**INSTRUCTIONS TO FOLLOW:** Output exactly, with nothing added, the entries from the first line through the line with "use crate::config::PickerConfig;".

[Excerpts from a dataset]

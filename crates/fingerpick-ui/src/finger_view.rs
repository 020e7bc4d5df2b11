//! The finger picker widget.
//!
//! `FingerView` is a cheap, cloneable handle over shared widget state. Touch
//! events, the selection step timer and the pulse animation frames all
//! mutate that state on the runtime's single thread, so no two of them ever
//! overlap. Resetting cancels the pending step timer and the pulse
//! synchronously; a callback that was already queued finds nothing to do.

use std::cell::RefCell;
use std::rc::{Rc, Weak};

use fingerpick_core::{RuntimeHandle, TimerRegistration};
use fingerpick_foundation::{TouchAction, TouchEvent, TouchPointer};
use fingerpick_ui_graphics::{Color, DrawPrimitive, DrawScope, DrawScopeDefault, Size};
use rand::rngs::SmallRng;
use rand::{Rng, SeedableRng};

use crate::config::PickerConfig;
use crate::pulse::PulseAnimator;
use crate::render::{draw_finger_picker, RingStyle};
use crate::selection::{SelectionEngine, SelectionState, StepOutcome};
use crate::tracker::{TouchPoint, TouchTracker};

#[derive(Clone)]
pub struct FingerView {
    inner: Rc<RefCell<FingerViewInner>>,
}

struct FingerViewInner {
    runtime: RuntimeHandle,
    config: PickerConfig,
    size: Size,
    tracker: TouchTracker,
    engine: SelectionEngine,
    pulse: PulseAnimator,
    step_timer: Option<TimerRegistration>,
    rng: SmallRng,
}

impl FingerView {
    pub fn new(runtime: RuntimeHandle) -> Self {
        Self::with_config(runtime, PickerConfig::default())
    }

    pub fn with_config(runtime: RuntimeHandle, config: PickerConfig) -> Self {
        Self::with_rng(runtime, config, SmallRng::from_os_rng())
    }

    /// Deterministic colors and picks, for tests and replays.
    pub fn with_seed(runtime: RuntimeHandle, config: PickerConfig, seed: u64) -> Self {
        Self::with_rng(runtime, config, SmallRng::seed_from_u64(seed))
    }

    pub fn with_rng(runtime: RuntimeHandle, config: PickerConfig, rng: SmallRng) -> Self {
        let inner = FingerViewInner {
            runtime,
            size: Size::ZERO,
            tracker: TouchTracker::new(),
            engine: SelectionEngine::new(&config),
            pulse: PulseAnimator::new(&config),
            step_timer: None,
            rng,
            config,
        };
        Self {
            inner: Rc::new(RefCell::new(inner)),
        }
    }

    /// The surface was resized: stale coordinates are meaningless, so every
    /// tracked point is dropped.
    pub fn on_size_changed(&self, size: Size) {
        let mut inner = self.inner.borrow_mut();
        inner.size = size;
        inner.tracker.clear();
        log::debug!("surface resized to {}x{}", size.width, size.height);
        inner.runtime.invalidate();
    }

    /// Routes a touch snapshot. Always consumes the event.
    pub fn on_touch_event(&self, event: &TouchEvent) -> bool {
        match event.action {
            TouchAction::ContactBegin | TouchAction::SecondaryContactBegin => {
                self.on_contact_begin(&event.pointers)
            }
            TouchAction::ContactMove => self.on_contact_move(&event.pointers),
            TouchAction::ContactEnd => self.on_contact_end(event.pointer_count()),
            TouchAction::SecondaryContactEnd => {}
            TouchAction::Cancel => {
                let mut inner = self.inner.borrow_mut();
                inner.reset_all();
                inner.runtime.invalidate();
            }
        }
        true
    }

    /// Fingers touched down. While idle the tracked set is rebuilt with
    /// fresh colors; during a cycle new fingers are ignored.
    pub fn on_contact_begin(&self, pointers: &[TouchPointer]) {
        let mut inner = self.inner.borrow_mut();
        if !inner.engine.is_idle() {
            log::trace!("ignoring {} fingers while a selection runs", pointers.len());
            return;
        }
        let FingerViewInner { tracker, rng, .. } = &mut *inner;
        tracker.rebuild(pointers, || random_color(rng));
        log::trace!("tracking {} fingers", inner.tracker.len());
        inner.runtime.invalidate();
    }

    /// Fingers moved. Positions follow the snapshot; fingers missing from it
    /// are dropped, and losing a participant mid-cycle resets everything.
    pub fn on_contact_move(&self, pointers: &[TouchPointer]) {
        let mut inner = self.inner.borrow_mut();
        let dropped = inner.tracker.reconcile(pointers);
        if dropped > 0 && inner.engine.lost_participants(inner.tracker.len()) {
            log::debug!(
                "{} of {} fingers left mid-selection, resetting",
                dropped,
                inner.engine.participants()
            );
            inner.reset_all();
        }
        inner.runtime.invalidate();
    }

    /// The last finger of a gesture lifted; `remaining_count` is the finger
    /// count of the release snapshot, including the lifting finger.
    pub fn on_contact_end(&self, remaining_count: usize) {
        let mut inner = self.inner.borrow_mut();
        if remaining_count == 1 {
            inner.reset_all();
        }
        inner.runtime.invalidate();
    }

    /// Starts a selection. Ignored unless idle with at least two fingers.
    pub fn start(&self) {
        let mut inner = self.inner.borrow_mut();
        let count = inner.tracker.len();
        let Some(delay) = inner.engine.start(count) else {
            log::trace!("start ignored: {:?} with {count} fingers", inner.engine.state());
            return;
        };
        log::debug!("selection started with {count} fingers");
        let timer = FingerViewInner::schedule_step(Rc::downgrade(&self.inner), &inner.runtime, delay);
        inner.step_timer = Some(timer);
        inner.runtime.invalidate();
    }

    /// Cancels any selection in progress and returns to idle. Tracked
    /// points stay.
    pub fn reset(&self) {
        let mut inner = self.inner.borrow_mut();
        inner.reset_selection();
        inner.runtime.invalidate();
    }

    /// Paints the current state.
    pub fn draw(&self, scope: &mut dyn DrawScope) {
        let inner = self.inner.borrow();
        let ring = inner.engine.highlighted_index().map(|index| RingStyle {
            index,
            radius: inner.config.ring_radius,
            stroke_width: inner.pulse.stroke_width(),
            color: inner.pulse.color(),
        });
        draw_finger_picker(scope, inner.tracker.points(), inner.config.disc_radius, ring);
    }

    /// Runs a draw pass over the whole surface.
    pub fn render(&self) -> Vec<DrawPrimitive> {
        let size = self.inner.borrow().size;
        let mut scope = DrawScopeDefault::new(size);
        self.draw(&mut scope);
        scope.into_primitives()
    }

    pub fn points(&self) -> Vec<TouchPoint> {
        self.inner.borrow().tracker.points().to_vec()
    }

    pub fn point_count(&self) -> usize {
        self.inner.borrow().tracker.len()
    }

    pub fn state(&self) -> SelectionState {
        self.inner.borrow().engine.state()
    }

    pub fn delay_millis(&self) -> u64 {
        self.inner.borrow().engine.delay_millis()
    }

    pub fn highlighted_index(&self) -> Option<usize> {
        self.inner.borrow().engine.highlighted_index()
    }

    pub fn stroke_width(&self) -> f32 {
        self.inner.borrow().pulse.stroke_width()
    }

    pub fn ring_color(&self) -> Color {
        self.inner.borrow().pulse.color()
    }

    pub fn has_pending_step(&self) -> bool {
        self.inner
            .borrow()
            .step_timer
            .as_ref()
            .map(TimerRegistration::is_pending)
            .unwrap_or(false)
    }

    pub fn is_pulsing(&self) -> bool {
        self.inner.borrow().pulse.is_running()
    }

    pub fn size(&self) -> Size {
        self.inner.borrow().size
    }

    pub fn config(&self) -> PickerConfig {
        self.inner.borrow().config
    }
}

impl FingerViewInner {
    fn schedule_step(
        this: Weak<RefCell<FingerViewInner>>,
        runtime: &RuntimeHandle,
        delay_millis: u64,
    ) -> TimerRegistration {
        runtime.schedule_timer(delay_millis, move || {
            if let Some(strong) = this.upgrade() {
                Self::on_step(&strong);
            }
        })
    }

    fn on_step(this: &Rc<RefCell<FingerViewInner>>) {
        let mut inner = this.borrow_mut();
        let count = inner.tracker.len();
        let outcome = {
            let FingerViewInner { engine, rng, .. } = &mut *inner;
            engine.step(count, rng)
        };
        match outcome {
            StepOutcome::Continue {
                highlighted,
                next_delay_millis,
            } => {
                log::trace!("highlight {highlighted:?}, next step in {next_delay_millis}ms");
                let timer = Self::schedule_step(Rc::downgrade(this), &inner.runtime, next_delay_millis);
                inner.step_timer = Some(timer);
                inner.runtime.invalidate();
            }
            StepOutcome::Settled { winner } => {
                log::debug!("selection settled on finger #{winner}");
                inner.step_timer = None;
                let clock = inner.runtime.frame_clock();
                let runtime = inner.runtime.clone();
                let weak = Rc::downgrade(this);
                inner.pulse.start(clock, move |progress| {
                    if let Some(strong) = weak.upgrade() {
                        strong.borrow_mut().pulse.apply_progress(progress);
                        runtime.invalidate();
                    }
                });
                inner.runtime.invalidate();
            }
            StepOutcome::Ignored => {}
        }
    }

    fn reset_selection(&mut self) {
        if let Some(timer) = self.step_timer.take() {
            timer.cancel();
        }
        self.pulse.cancel();
        if self.engine.is_armed() {
            log::debug!("selection reset");
        }
        self.engine.reset();
    }

    fn reset_all(&mut self) {
        self.reset_selection();
        self.tracker.clear();
    }
}

fn random_color(rng: &mut impl Rng) -> Color {
    Color::from_rgba_u8(rng.random(), rng.random(), rng.random(), u8::MAX)
}

#[cfg(test)]
#[path = "tests/finger_view_tests.rs"]
mod tests;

**RESPONSE TO THIS TASK:**
filename crates/fingerpick-ui/src/finger_view.rs
repository 020e7bc4d5df2b11
//! The finger picker widget.
//!
//! `FingerView` is a cheap, cloneable handle over shared widget state. Touch
//! events, the selection step timer and the pulse animation frames all
//! mutate that state on the runtime's single thread, so no two of them ever
//! overlap. Resetting cancels the pending step timer and the pulse
//! synchronously; a callback that was already queued finds nothing to do.

use std::cell::RefCell;
use std::rc::{Rc, Weak};

use fingerpick_core::{RuntimeHandle, TimerRegistration};
use fingerpick_foundation::{TouchAction, TouchEvent, TouchPointer};
use fingerpick_ui_graphics::{Color, DrawPrimitive, DrawScope, DrawScopeDefault, Size};
use rand::rngs::SmallRng;
use rand::{Rng, SeedableRng};

use crate::config::PickerConfig;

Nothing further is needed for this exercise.